La polvere sui libri – “L’ombra dello scorpione” di Stephen King

15 Novembre 2018 0 Di il Cosmo

di Fabiana Bianchi –

Uno starnuto, qualche colpo di tosse, il naso chiuso. Nella maggior parte dei casi, non sono sintomi particolarmente allarmanti. In questo romanzo post-apocalittico di Stephen King, invece, rappresentano i prodromi della fine del mondo. Considerato una delle migliori opere del Re, “L’ombra dello scorpione” è stato pubblicato nel 1978 con il titolo “The stand”. In seguito, nel 1990, è stata data alle stampe una versione integrale e parzialmente riadattata.

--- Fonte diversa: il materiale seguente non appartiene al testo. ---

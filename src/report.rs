use crate::city::CityId;
use crate::flight::Fare;
use crate::planner::{Objective, Planner, Query};
use crate::time::{Time, TimeWindow};
use rand::SeedableRng;
use rand::rngs::StdRng;
use rand::seq::IndexedRandom;
use std::fmt;
use std::io::{self, Write};
use std::time::{Duration, Instant};
use tracing::info;

pub const DEFAULT_SEED: u64 = 13;
pub const DEFAULT_PAIRS: usize = 20;

/// Draws up to `count` distinct ordered pairs of different cities.
pub fn sample_city_pairs(cities: &[CityId], count: usize, seed: u64) -> Vec<(CityId, CityId)> {
    let pairs = cities
        .iter()
        .flat_map(|from| cities.iter().map(move |to| (*from, *to)))
        .filter(|(from, to)| from != to)
        .collect::<Vec<(CityId, CityId)>>();

    let mut rng = StdRng::seed_from_u64(seed);
    pairs
        .choose_multiple(&mut rng, count.min(pairs.len()))
        .copied()
        .collect()
}

pub struct PairReport {
    pub from: CityId,
    pub to: CityId,
    pub least_flights: Option<(usize, Time)>,
    pub cheapest: Option<Fare>,
    pub least_flights_cheapest: Option<(usize, Fare)>,
    pub elapsed: Duration,
}

pub fn evaluate(planner: &Planner, from: CityId, to: CityId, window: TimeWindow) -> PairReport {
    let started = Instant::now();
    let query = Query { from, to, window };
    let mut report = PairReport {
        from,
        to,
        least_flights: None,
        cheapest: None,
        least_flights_cheapest: None,
        elapsed: Duration::ZERO,
    };

    for objective in Objective::ALL {
        let route = planner.plan(&query, objective).unwrap_or_default();
        if route.is_empty() {
            continue;
        }
        match objective {
            Objective::LeastFlightsEarliest => {
                report.least_flights = route.arrival_time().map(|arrival| (route.len(), arrival))
            }
            Objective::Cheapest => report.cheapest = Some(route.total_fare()),
            Objective::LeastFlightsCheapest => {
                report.least_flights_cheapest = Some((route.len(), route.total_fare()))
            }
        }
    }
    report.elapsed = started.elapsed();
    report
}

pub fn write_report<W: Write>(
    planner: &Planner,
    pairs: &[(CityId, CityId)],
    window: TimeWindow,
    out: &mut W,
) -> io::Result<Duration> {
    let started = Instant::now();
    for (from, to) in pairs {
        let report = evaluate(planner, *from, *to, window);
        info!(%from, %to, elapsed_ms = report.elapsed.as_millis() as u64, "pair evaluated");
        writeln!(out, "{}", report)?;
        out.flush()?;
    }
    let total = started.elapsed();
    writeln!(out, "Total time for {} pairs: {:.2} seconds", pairs.len(), total.as_secs_f64())?;
    out.flush()?;
    Ok(total)
}

impl fmt::Display for PairReport {
    fn fmt(&self, f: &mut fmt::Formatter<'_>) -> fmt::Result {
        writeln!(f, "Routes from city {} to city {}", self.from, self.to)?;
        match self.least_flights {
            Some((hops, arrival)) => writeln!(
                f,
                "  {}: {} flights, arrives {}",
                Objective::LeastFlightsEarliest,
                hops,
                arrival
            )?,
            None => writeln!(f, "  {}: no route", Objective::LeastFlightsEarliest)?,
        }
        match self.cheapest {
            Some(fare) => writeln!(f, "  {}: total fare {}", Objective::Cheapest, fare)?,
            None => writeln!(f, "  {}: no route", Objective::Cheapest)?,
        }
        match self.least_flights_cheapest {
            Some((hops, fare)) => writeln!(
                f,
                "  {}: {} flights, total fare {}",
                Objective::LeastFlightsCheapest,
                hops,
                fare
            )?,
            None => writeln!(f, "  {}: no route", Objective::LeastFlightsCheapest)?,
        }
        write!(f, "  time taken: {:.2} seconds", self.elapsed.as_secs_f64())
    }
}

Il romanzo si incentra sulla creazione in laboratorio, da parte di istituzioni militari, del virus di una “super-influenza”. Per una serie di errori, il virus si diffonde al di fuori. Creata per avere un altissimo tasso di infettività e una mortalità assoluta, la super-influenza arriverà molto vicina a sterminare l’umanità. L’ambientazione del romanzo è negli Stati Uniti e proprio qui i pochissimi sopravvissuti dovranno cercare di ricostruire qualcosa di simile a una società. Grazie soprattutto ad alcuni fenomeni soprannaturali, come i sogni premonitori, i superstiti si trovano a dovere scegliere fra il bene e il male. In Nebraska c’è un’anziana donna di 108 anni, Mother Abigail, profondamente religiosa, che sembra emanare un’aura di benevolenza. A Las Vegas, invece, ha trovato casa quella che sembra una creatura molto più oscura: Randall Flagg appare come un uomo, ma sono in molti a temere che abbia una natura demoniaca. Così, da varie parti degli Stati Uniti, ognuno con la sua storia e le sue speranze, i sopravvissuti si mettono in viaggio. Stuart Redman, taciturno operaio di un paesino del Texas, Larry Underwood, meteora della scena rock che deve ancora fare pace con le sue debolezze, la studentessa Fran Goldsmith, che ha appena attraversato una crisi familiare, e molti altri si dirigono verso la cascina di Mother Abigail. “Quello delle pattumiere”, piromane vittima di bullismo ed ex internato in manicomio, Lloyd Henreid, detenuto che ha rischiato di morire di fame, la giovane e maligna Julie Lawry e altri affrontano invece il deserto per raggiungere Randall Flagg fra i casinò abbandonati di Las Vegas. L’Uomo Nero, infatti, come viene chiamato talvolta, sa come chiamare a sé coloro che si sono perduti, che non hanno trovato nessun altro nel momento del bisogno, che non hanno conosciuto affetto. Stephen King, con la sua magistrale regia narrativa, ritrae a tutto tondo ogni personaggio, rendendolo vivo, senza paura di indagare le sue debolezze. Prima ancora di arrivare allo scontro finale fra le due società, sarà chiaro al lettore che il bene e il male non sono come il bianco e il nero, ma si mischiano e si differenziano in una lunghissima scala di grigi.

“L’ombra dello scorpione”, a dispetto della mole, è un romanzo che si presenta scorrevole e si lascia divorare anche dai lettori più esigenti. Va letto però al momento giusto, con il necessario trasporto e senza lunghe interruzioni per permettere al lettore di calarsi appieno in quel mondo quasi vuoto del “post-influenza”. Caldamente consigliato, soprattutto nella sua versione integrale.